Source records
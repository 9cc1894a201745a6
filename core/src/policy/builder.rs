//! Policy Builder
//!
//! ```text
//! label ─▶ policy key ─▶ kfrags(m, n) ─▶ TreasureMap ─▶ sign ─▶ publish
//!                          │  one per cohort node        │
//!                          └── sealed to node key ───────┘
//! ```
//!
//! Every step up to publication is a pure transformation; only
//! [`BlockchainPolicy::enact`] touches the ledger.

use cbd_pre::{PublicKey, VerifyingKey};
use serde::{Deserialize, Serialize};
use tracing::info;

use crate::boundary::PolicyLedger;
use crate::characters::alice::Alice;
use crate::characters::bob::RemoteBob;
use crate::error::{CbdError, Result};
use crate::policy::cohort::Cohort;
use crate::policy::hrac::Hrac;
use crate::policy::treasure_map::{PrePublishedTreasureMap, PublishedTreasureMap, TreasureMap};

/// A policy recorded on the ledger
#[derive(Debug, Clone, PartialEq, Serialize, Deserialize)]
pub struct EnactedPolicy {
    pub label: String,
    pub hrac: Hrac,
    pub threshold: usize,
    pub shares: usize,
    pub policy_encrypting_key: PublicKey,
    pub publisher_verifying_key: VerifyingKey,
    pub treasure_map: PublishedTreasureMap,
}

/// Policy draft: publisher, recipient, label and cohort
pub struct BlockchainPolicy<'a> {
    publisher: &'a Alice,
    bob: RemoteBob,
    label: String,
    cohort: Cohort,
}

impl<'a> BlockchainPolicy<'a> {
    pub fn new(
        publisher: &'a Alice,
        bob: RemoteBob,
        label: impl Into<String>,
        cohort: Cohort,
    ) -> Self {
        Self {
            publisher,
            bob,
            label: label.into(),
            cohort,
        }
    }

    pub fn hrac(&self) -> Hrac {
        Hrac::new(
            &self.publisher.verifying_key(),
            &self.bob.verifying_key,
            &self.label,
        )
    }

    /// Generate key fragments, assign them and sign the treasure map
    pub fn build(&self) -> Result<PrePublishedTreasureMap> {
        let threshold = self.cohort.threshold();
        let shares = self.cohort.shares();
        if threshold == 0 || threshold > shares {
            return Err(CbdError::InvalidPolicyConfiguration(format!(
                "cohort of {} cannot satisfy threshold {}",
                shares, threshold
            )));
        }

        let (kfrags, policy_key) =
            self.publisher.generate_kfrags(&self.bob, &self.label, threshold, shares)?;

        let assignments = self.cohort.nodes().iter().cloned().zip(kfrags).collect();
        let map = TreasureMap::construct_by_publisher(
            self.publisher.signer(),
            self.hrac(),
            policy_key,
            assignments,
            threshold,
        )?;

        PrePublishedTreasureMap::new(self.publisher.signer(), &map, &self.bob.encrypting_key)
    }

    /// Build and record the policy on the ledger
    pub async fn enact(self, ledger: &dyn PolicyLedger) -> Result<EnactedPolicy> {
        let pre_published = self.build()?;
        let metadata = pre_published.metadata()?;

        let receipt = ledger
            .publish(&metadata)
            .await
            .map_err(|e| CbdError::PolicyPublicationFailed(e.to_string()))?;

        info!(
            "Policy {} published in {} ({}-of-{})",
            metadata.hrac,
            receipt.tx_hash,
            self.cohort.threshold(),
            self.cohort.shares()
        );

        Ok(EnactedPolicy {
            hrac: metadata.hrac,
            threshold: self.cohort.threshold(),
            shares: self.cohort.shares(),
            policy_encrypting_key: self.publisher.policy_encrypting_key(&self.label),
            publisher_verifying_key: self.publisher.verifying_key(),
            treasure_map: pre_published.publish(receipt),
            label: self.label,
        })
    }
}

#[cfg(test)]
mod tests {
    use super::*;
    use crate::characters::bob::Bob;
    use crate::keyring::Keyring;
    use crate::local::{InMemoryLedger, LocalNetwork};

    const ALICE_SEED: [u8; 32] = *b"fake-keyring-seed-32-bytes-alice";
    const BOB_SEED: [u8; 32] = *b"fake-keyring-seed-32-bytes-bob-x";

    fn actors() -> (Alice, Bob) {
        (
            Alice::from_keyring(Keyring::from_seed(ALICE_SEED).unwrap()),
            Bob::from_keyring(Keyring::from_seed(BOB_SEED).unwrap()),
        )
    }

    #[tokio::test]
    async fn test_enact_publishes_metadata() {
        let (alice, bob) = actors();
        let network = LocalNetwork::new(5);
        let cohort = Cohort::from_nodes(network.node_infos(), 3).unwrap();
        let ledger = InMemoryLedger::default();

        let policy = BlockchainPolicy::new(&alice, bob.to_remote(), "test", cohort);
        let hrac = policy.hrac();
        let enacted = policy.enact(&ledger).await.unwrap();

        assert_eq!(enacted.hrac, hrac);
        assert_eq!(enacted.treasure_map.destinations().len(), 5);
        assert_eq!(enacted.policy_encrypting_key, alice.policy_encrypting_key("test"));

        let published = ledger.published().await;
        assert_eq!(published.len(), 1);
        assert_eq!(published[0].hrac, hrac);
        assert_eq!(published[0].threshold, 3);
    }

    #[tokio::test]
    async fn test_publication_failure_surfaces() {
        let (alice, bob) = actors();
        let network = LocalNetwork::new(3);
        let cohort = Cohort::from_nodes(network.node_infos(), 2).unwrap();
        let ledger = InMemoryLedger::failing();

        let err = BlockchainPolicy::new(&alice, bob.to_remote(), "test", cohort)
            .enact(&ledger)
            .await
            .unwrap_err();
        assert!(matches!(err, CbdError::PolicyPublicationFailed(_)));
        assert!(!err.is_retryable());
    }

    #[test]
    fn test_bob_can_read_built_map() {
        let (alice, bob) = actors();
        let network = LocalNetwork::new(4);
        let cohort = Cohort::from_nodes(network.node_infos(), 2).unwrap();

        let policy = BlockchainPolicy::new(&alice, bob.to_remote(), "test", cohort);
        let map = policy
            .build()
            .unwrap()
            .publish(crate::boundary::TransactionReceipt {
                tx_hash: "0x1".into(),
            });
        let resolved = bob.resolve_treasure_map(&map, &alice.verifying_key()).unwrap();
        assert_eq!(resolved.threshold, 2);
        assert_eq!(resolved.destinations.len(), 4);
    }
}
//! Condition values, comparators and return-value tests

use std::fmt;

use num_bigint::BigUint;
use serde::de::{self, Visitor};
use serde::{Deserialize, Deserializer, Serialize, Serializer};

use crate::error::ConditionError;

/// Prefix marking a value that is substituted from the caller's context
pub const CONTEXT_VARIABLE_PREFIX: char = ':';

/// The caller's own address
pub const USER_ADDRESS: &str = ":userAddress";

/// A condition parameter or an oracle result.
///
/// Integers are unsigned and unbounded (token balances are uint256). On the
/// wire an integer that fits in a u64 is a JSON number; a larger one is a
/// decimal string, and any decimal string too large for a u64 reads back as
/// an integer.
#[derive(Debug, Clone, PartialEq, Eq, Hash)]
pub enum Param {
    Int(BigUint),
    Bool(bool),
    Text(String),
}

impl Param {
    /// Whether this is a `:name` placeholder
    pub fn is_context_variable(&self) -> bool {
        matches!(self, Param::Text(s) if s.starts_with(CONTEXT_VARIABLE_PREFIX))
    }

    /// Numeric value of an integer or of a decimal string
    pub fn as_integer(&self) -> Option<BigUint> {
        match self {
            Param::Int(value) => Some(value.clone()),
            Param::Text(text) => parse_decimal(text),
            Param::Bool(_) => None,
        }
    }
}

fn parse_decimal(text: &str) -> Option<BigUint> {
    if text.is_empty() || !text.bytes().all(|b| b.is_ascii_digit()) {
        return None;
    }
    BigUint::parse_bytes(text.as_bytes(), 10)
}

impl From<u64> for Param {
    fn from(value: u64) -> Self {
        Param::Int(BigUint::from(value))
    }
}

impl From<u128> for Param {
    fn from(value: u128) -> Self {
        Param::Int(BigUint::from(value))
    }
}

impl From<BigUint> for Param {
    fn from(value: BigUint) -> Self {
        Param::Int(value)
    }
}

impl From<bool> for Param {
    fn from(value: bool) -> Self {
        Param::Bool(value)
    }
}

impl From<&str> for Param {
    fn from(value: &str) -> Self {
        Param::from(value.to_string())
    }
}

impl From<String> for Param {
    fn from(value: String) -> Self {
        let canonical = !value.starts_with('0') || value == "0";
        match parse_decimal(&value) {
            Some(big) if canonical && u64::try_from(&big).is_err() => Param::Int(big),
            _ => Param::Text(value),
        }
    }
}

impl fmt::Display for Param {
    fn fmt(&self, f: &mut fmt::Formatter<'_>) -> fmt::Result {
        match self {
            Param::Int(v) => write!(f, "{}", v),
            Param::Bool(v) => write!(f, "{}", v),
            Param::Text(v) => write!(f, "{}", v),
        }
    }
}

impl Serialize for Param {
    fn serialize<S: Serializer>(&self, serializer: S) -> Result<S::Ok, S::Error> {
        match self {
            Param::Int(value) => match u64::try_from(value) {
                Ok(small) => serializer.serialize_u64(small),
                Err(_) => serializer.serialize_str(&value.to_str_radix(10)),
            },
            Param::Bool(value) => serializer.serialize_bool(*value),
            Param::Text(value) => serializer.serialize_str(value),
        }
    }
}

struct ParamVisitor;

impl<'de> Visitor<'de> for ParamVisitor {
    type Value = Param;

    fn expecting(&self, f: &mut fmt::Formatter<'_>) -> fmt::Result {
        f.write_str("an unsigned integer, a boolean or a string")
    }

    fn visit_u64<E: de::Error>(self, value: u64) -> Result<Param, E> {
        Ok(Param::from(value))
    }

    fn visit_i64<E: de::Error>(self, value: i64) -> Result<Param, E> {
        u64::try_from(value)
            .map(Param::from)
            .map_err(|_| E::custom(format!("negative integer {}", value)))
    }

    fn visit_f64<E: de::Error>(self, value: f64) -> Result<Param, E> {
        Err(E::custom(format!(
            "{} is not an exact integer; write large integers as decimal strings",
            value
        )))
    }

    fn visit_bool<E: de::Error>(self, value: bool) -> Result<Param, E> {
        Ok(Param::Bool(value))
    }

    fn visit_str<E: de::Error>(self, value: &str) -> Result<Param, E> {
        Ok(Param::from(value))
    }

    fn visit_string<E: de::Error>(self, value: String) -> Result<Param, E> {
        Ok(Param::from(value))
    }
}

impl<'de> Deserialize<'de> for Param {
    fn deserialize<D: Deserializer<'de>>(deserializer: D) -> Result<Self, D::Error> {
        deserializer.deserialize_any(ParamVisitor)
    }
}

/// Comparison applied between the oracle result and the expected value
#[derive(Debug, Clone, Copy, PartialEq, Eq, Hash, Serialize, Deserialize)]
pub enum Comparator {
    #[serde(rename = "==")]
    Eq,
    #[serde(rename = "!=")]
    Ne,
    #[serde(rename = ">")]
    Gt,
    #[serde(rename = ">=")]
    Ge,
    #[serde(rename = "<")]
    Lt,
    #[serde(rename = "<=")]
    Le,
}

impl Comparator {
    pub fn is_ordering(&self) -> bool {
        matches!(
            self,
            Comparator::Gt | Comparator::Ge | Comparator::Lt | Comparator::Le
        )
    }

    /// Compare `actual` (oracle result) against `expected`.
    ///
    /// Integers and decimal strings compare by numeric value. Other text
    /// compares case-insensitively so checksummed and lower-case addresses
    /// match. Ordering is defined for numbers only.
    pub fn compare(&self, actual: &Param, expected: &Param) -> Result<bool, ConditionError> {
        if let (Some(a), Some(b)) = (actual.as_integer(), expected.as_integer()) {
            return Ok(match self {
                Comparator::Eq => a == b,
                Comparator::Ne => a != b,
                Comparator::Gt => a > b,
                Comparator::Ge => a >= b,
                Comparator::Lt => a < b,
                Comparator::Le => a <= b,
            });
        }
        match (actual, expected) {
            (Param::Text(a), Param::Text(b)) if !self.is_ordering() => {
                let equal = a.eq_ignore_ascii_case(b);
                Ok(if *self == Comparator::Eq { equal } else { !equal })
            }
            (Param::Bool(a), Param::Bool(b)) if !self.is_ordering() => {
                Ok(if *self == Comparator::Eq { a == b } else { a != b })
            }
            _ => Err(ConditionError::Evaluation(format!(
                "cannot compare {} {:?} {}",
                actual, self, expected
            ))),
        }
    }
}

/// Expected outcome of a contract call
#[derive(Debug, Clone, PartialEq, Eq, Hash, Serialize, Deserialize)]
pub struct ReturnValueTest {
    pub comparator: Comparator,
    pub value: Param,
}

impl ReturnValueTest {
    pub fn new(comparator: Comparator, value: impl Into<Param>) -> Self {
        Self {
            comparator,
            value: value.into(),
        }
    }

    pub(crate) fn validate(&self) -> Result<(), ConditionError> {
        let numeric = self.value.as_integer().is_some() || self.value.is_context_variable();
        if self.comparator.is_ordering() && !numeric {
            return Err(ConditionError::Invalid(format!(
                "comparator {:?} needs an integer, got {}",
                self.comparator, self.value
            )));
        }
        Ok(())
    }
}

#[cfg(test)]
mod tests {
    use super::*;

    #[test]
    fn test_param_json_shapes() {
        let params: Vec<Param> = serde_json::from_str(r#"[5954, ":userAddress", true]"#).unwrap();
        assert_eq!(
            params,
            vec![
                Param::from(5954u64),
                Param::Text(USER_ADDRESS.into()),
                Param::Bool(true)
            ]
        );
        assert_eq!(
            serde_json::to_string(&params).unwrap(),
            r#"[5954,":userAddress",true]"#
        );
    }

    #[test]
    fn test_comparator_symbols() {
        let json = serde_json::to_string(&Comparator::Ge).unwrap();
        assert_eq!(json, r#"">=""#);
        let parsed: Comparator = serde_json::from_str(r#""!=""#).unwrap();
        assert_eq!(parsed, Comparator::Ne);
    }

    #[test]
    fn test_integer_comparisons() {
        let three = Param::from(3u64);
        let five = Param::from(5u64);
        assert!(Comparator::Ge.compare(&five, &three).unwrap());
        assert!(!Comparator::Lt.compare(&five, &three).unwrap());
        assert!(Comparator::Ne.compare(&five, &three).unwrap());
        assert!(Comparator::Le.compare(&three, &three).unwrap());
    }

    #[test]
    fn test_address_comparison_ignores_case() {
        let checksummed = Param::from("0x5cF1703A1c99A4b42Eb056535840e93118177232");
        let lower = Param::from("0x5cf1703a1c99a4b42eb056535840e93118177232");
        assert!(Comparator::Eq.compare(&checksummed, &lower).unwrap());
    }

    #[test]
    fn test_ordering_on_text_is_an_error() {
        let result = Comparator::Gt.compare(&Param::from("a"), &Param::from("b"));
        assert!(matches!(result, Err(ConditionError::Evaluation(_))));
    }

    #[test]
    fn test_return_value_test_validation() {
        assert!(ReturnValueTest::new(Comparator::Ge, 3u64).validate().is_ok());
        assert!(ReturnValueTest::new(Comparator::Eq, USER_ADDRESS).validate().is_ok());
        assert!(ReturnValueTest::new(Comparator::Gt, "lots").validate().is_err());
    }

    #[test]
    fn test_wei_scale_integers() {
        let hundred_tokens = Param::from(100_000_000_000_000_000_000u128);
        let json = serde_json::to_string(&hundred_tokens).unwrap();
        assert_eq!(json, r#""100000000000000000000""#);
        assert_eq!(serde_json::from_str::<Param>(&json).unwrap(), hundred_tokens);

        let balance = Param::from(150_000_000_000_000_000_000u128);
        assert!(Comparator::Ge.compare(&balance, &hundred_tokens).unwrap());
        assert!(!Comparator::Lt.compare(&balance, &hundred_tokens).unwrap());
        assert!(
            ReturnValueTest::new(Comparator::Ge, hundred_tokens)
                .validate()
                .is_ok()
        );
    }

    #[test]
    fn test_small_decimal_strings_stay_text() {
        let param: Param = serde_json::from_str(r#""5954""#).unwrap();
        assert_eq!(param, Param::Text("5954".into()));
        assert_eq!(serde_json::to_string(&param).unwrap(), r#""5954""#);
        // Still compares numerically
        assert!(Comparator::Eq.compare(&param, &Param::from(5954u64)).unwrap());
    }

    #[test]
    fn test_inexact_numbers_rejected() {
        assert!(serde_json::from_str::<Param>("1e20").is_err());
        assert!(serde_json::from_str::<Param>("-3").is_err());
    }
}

Assignment: Beginning at the first line of the data above, retype each line until you reach the line containing "pure transformation; only", and include that one too. Add nothing else.

Response below:
repository 9cc1894a201745a6
filename core/src/policy/builder.rs
//! Policy Builder
//!
//! ```text
//! label ─▶ policy key ─▶ kfrags(m, n) ─▶ TreasureMap ─▶ sign ─▶ publish
//!                          │  one per cohort node        │
//!                          └── sealed to node key ───────┘
//! ```
//!
//! Every step up to publication is a pure transformation; only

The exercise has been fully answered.